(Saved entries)
=== Begin Enclosure ===

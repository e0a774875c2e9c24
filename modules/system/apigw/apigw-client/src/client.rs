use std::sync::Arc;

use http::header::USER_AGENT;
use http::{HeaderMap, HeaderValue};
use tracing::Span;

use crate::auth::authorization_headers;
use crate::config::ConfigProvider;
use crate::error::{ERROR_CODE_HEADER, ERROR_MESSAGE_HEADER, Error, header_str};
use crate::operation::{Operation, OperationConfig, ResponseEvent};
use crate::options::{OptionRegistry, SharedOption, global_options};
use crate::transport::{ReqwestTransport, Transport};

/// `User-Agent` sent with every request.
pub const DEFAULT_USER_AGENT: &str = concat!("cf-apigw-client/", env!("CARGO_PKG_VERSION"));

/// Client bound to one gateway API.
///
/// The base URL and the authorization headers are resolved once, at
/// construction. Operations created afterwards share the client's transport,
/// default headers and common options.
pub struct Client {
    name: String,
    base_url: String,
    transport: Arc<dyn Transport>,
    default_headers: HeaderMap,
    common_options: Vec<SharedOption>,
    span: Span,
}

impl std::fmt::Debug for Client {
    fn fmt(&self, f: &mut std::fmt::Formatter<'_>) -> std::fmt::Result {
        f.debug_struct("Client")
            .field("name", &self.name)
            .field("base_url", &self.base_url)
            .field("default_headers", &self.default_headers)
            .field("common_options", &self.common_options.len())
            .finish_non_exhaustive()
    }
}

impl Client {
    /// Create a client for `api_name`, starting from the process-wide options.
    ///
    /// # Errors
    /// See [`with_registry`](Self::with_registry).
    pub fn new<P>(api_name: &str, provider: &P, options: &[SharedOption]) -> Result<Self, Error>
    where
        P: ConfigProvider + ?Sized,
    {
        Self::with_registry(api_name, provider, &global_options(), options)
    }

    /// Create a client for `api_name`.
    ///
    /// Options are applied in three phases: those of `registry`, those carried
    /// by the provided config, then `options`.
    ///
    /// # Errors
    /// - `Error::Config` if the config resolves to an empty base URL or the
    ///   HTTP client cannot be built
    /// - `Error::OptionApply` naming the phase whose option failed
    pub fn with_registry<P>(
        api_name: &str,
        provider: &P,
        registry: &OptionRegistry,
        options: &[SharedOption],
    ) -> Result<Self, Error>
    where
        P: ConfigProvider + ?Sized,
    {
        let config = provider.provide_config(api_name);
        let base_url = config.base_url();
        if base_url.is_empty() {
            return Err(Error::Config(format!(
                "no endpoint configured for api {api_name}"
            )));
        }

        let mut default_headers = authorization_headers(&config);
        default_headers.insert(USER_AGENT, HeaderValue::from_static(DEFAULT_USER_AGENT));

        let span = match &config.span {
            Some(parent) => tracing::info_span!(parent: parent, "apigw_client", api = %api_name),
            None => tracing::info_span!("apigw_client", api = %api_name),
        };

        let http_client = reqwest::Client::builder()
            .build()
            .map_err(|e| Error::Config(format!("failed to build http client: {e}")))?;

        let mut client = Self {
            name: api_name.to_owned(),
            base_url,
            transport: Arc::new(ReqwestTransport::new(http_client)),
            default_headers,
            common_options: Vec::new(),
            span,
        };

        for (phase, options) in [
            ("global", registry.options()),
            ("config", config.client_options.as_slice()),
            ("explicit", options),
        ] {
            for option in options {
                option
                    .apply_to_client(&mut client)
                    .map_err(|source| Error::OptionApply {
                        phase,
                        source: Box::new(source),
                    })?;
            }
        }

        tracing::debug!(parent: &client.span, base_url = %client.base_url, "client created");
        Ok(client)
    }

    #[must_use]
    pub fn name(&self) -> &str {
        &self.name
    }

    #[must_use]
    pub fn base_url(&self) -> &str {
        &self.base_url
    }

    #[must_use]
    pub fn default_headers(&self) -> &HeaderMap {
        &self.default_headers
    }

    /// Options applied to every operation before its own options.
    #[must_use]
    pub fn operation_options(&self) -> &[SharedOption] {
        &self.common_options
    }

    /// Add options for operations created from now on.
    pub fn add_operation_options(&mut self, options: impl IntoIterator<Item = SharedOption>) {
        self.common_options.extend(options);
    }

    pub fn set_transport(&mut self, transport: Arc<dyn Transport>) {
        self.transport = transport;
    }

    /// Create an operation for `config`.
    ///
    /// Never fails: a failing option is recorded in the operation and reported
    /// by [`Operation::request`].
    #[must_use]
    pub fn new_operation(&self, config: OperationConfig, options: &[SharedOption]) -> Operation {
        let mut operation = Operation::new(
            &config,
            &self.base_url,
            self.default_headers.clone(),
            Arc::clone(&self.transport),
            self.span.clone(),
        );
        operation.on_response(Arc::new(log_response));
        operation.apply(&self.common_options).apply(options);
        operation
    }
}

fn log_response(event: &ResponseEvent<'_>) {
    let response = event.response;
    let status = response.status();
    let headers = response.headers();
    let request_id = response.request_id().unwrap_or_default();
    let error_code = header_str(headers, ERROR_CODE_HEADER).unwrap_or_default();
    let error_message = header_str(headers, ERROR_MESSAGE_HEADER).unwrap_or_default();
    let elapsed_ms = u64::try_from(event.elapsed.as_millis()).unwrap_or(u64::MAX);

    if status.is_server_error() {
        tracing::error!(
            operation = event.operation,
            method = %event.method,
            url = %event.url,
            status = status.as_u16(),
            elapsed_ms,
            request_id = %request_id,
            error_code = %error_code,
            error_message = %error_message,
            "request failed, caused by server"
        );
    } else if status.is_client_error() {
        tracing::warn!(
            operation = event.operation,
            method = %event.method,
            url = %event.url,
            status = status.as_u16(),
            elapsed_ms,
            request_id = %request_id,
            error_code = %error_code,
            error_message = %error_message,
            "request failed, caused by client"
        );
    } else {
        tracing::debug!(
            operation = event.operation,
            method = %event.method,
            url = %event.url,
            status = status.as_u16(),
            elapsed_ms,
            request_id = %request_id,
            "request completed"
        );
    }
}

=== End Enclosure ===
=== Begin Enclosure ===

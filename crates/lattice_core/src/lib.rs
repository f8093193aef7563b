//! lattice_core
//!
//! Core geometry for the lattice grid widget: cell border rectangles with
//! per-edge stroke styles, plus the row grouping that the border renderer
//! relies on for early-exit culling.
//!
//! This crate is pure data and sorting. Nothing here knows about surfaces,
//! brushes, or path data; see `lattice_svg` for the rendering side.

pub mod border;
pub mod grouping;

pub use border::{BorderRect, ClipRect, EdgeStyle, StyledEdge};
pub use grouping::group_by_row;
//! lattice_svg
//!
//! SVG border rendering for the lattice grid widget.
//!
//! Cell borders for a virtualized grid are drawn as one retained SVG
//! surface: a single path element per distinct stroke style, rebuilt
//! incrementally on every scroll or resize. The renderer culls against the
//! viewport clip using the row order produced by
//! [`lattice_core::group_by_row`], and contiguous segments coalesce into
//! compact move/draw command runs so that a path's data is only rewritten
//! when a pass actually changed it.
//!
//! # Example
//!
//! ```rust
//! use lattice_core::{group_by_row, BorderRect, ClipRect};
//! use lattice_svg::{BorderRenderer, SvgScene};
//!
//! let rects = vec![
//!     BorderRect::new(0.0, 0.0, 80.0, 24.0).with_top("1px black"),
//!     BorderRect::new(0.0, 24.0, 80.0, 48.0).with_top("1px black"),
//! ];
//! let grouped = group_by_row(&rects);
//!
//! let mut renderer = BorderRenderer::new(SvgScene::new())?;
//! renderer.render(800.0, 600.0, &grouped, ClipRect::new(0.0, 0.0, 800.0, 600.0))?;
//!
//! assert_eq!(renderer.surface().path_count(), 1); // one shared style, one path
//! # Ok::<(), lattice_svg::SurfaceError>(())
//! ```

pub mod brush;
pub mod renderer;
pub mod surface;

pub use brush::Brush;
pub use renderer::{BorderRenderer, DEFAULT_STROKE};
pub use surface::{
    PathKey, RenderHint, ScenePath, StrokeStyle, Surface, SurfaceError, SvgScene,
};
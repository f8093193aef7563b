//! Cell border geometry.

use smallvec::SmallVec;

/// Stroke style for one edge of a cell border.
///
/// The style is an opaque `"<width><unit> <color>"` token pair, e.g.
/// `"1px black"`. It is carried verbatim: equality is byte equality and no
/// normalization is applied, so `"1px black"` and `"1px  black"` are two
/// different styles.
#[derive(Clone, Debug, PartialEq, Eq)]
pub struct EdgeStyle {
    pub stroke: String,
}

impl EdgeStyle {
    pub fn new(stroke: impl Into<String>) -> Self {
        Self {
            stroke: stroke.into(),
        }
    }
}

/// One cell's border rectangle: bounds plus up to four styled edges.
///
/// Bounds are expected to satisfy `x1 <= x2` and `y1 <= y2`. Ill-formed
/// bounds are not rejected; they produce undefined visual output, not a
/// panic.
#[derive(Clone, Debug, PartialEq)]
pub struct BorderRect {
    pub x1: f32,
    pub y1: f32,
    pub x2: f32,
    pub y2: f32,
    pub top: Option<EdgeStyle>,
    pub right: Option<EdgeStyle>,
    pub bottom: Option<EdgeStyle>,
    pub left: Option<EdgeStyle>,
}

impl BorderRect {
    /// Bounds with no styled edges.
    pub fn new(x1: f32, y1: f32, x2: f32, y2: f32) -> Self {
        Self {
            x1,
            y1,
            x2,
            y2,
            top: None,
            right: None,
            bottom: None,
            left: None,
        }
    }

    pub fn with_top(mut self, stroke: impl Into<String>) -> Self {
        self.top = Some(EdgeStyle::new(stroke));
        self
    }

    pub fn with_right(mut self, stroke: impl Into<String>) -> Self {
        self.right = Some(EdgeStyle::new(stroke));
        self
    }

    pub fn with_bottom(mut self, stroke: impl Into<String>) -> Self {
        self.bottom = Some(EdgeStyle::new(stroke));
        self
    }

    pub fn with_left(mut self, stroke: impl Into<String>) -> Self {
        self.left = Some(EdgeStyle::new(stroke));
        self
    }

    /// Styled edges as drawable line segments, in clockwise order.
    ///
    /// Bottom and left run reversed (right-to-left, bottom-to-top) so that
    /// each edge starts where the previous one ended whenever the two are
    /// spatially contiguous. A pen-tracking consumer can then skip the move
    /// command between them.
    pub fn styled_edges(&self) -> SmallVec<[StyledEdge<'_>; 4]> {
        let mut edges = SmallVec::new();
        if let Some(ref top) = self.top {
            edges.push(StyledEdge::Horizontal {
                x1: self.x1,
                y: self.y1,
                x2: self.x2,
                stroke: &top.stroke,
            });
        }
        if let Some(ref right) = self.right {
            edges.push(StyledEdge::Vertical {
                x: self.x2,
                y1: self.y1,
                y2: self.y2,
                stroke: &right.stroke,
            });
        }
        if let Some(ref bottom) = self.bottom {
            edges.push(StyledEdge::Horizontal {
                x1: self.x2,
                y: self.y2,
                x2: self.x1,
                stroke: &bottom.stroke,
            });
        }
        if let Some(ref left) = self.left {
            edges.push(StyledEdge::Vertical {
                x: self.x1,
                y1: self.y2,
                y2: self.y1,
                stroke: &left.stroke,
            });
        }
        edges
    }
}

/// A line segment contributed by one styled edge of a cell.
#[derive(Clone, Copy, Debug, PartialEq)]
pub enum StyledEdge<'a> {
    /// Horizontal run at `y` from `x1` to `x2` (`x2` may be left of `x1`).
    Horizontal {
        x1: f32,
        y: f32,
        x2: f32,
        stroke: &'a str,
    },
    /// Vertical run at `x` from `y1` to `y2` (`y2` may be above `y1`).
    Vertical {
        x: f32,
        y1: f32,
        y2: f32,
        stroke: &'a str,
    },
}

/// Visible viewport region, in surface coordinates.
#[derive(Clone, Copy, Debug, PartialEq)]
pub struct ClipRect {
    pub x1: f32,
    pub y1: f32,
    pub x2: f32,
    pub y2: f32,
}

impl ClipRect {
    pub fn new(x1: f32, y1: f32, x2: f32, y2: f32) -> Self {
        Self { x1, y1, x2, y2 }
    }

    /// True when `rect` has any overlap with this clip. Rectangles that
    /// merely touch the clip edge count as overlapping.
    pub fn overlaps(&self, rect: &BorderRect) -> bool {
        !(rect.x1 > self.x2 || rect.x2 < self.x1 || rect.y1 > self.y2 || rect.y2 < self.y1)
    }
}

=== End Enclosure ===

- _WHAT THE EXERCISE ASKS_
Copy every line of the records above that contains "field".

- _ANSWER_
            .field("name", &self.name)
            .field("base_url", &self.base_url)
            .field("default_headers", &self.default_headers)
            .field("common_options", &self.common_options.len())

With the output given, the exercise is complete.